- About this task -
Lines below that hold the word "ClassifierMode" must be copied in full.

- Task data -
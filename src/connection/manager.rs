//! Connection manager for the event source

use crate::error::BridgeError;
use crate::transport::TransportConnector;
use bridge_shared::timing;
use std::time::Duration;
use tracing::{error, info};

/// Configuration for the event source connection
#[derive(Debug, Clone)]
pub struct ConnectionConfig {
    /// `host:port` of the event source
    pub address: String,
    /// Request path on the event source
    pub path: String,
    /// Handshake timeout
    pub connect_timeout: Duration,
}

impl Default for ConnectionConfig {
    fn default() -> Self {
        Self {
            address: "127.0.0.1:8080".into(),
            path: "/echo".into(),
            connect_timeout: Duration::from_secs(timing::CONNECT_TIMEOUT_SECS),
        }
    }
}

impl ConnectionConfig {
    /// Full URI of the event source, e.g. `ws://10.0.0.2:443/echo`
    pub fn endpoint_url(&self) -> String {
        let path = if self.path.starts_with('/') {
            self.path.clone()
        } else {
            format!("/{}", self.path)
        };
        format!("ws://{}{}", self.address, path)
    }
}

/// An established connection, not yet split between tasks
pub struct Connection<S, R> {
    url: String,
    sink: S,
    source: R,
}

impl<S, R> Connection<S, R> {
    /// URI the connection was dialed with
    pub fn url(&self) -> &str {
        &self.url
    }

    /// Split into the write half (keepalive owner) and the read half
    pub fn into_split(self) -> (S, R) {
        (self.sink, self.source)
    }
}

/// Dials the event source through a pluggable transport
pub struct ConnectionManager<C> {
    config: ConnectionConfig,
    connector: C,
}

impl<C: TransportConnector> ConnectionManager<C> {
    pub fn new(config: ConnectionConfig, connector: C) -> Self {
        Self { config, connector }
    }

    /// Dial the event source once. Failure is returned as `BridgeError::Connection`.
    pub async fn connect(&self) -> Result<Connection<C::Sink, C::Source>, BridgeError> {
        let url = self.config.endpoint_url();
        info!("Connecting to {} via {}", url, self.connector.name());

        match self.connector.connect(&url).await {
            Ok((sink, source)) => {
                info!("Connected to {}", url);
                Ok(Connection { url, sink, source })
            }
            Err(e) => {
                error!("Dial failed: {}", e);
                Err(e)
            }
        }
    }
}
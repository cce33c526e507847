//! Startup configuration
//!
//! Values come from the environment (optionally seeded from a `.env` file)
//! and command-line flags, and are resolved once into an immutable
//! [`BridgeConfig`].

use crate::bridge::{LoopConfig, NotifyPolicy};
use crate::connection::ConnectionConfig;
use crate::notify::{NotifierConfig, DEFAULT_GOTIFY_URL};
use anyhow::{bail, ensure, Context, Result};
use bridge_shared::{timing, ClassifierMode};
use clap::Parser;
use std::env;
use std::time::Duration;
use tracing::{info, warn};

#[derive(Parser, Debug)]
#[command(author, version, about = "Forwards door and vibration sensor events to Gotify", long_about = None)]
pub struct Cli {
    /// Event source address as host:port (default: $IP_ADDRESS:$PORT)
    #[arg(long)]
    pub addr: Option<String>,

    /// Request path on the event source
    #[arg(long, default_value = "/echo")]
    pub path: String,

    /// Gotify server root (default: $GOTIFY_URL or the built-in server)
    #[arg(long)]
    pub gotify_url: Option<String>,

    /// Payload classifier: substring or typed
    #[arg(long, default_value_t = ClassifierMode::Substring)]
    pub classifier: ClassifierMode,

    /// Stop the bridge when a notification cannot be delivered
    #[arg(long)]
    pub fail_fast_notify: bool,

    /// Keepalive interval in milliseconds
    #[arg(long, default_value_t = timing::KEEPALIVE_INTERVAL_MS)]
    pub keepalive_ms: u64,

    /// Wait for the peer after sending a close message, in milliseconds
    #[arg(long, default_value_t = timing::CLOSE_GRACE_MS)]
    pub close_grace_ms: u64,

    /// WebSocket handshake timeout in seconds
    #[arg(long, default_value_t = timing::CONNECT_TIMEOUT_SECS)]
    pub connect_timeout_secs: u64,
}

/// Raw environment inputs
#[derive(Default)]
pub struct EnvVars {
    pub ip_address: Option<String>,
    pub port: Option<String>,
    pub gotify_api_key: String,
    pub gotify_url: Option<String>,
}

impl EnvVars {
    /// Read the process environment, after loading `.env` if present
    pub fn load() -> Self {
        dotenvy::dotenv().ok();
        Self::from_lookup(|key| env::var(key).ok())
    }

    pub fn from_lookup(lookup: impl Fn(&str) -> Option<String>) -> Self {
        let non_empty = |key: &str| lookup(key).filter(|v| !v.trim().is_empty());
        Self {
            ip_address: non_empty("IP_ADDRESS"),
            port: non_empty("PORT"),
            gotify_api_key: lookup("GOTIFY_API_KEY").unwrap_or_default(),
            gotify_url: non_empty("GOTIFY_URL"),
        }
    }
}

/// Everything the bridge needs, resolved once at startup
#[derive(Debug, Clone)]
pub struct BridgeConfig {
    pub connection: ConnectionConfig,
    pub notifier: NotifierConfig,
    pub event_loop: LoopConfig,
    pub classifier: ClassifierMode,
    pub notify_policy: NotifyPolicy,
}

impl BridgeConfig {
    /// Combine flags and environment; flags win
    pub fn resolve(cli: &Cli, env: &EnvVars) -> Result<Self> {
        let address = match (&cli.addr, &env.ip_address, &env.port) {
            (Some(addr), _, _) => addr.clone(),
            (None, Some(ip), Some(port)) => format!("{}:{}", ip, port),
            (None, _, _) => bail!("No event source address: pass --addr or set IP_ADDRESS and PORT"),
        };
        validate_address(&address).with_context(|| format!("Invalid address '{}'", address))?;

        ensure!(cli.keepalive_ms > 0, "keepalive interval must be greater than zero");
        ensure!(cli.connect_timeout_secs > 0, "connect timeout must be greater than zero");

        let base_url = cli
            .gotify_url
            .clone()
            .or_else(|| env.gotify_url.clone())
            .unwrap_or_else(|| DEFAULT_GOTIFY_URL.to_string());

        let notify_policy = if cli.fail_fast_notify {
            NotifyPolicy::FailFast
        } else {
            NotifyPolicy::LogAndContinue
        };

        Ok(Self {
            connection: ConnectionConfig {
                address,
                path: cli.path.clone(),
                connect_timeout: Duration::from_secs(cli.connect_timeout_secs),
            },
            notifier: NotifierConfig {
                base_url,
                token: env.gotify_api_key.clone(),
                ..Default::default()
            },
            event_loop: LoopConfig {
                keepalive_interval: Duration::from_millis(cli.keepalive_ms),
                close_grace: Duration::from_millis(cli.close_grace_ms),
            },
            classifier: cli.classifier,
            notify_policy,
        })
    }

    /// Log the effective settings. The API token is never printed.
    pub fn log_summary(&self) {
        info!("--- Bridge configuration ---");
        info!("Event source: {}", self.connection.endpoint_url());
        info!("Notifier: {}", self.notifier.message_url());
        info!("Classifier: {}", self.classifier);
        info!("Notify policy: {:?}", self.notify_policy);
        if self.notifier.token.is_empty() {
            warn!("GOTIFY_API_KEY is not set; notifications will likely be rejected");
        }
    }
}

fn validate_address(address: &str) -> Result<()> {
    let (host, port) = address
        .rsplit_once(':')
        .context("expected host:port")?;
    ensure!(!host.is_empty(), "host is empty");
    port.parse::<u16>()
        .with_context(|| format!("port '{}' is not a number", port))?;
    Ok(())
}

- Final answer -
use bridge_shared::{timing, ClassifierMode};
    #[arg(long, default_value_t = ClassifierMode::Substring)]
    pub classifier: ClassifierMode,
    pub classifier: ClassifierMode,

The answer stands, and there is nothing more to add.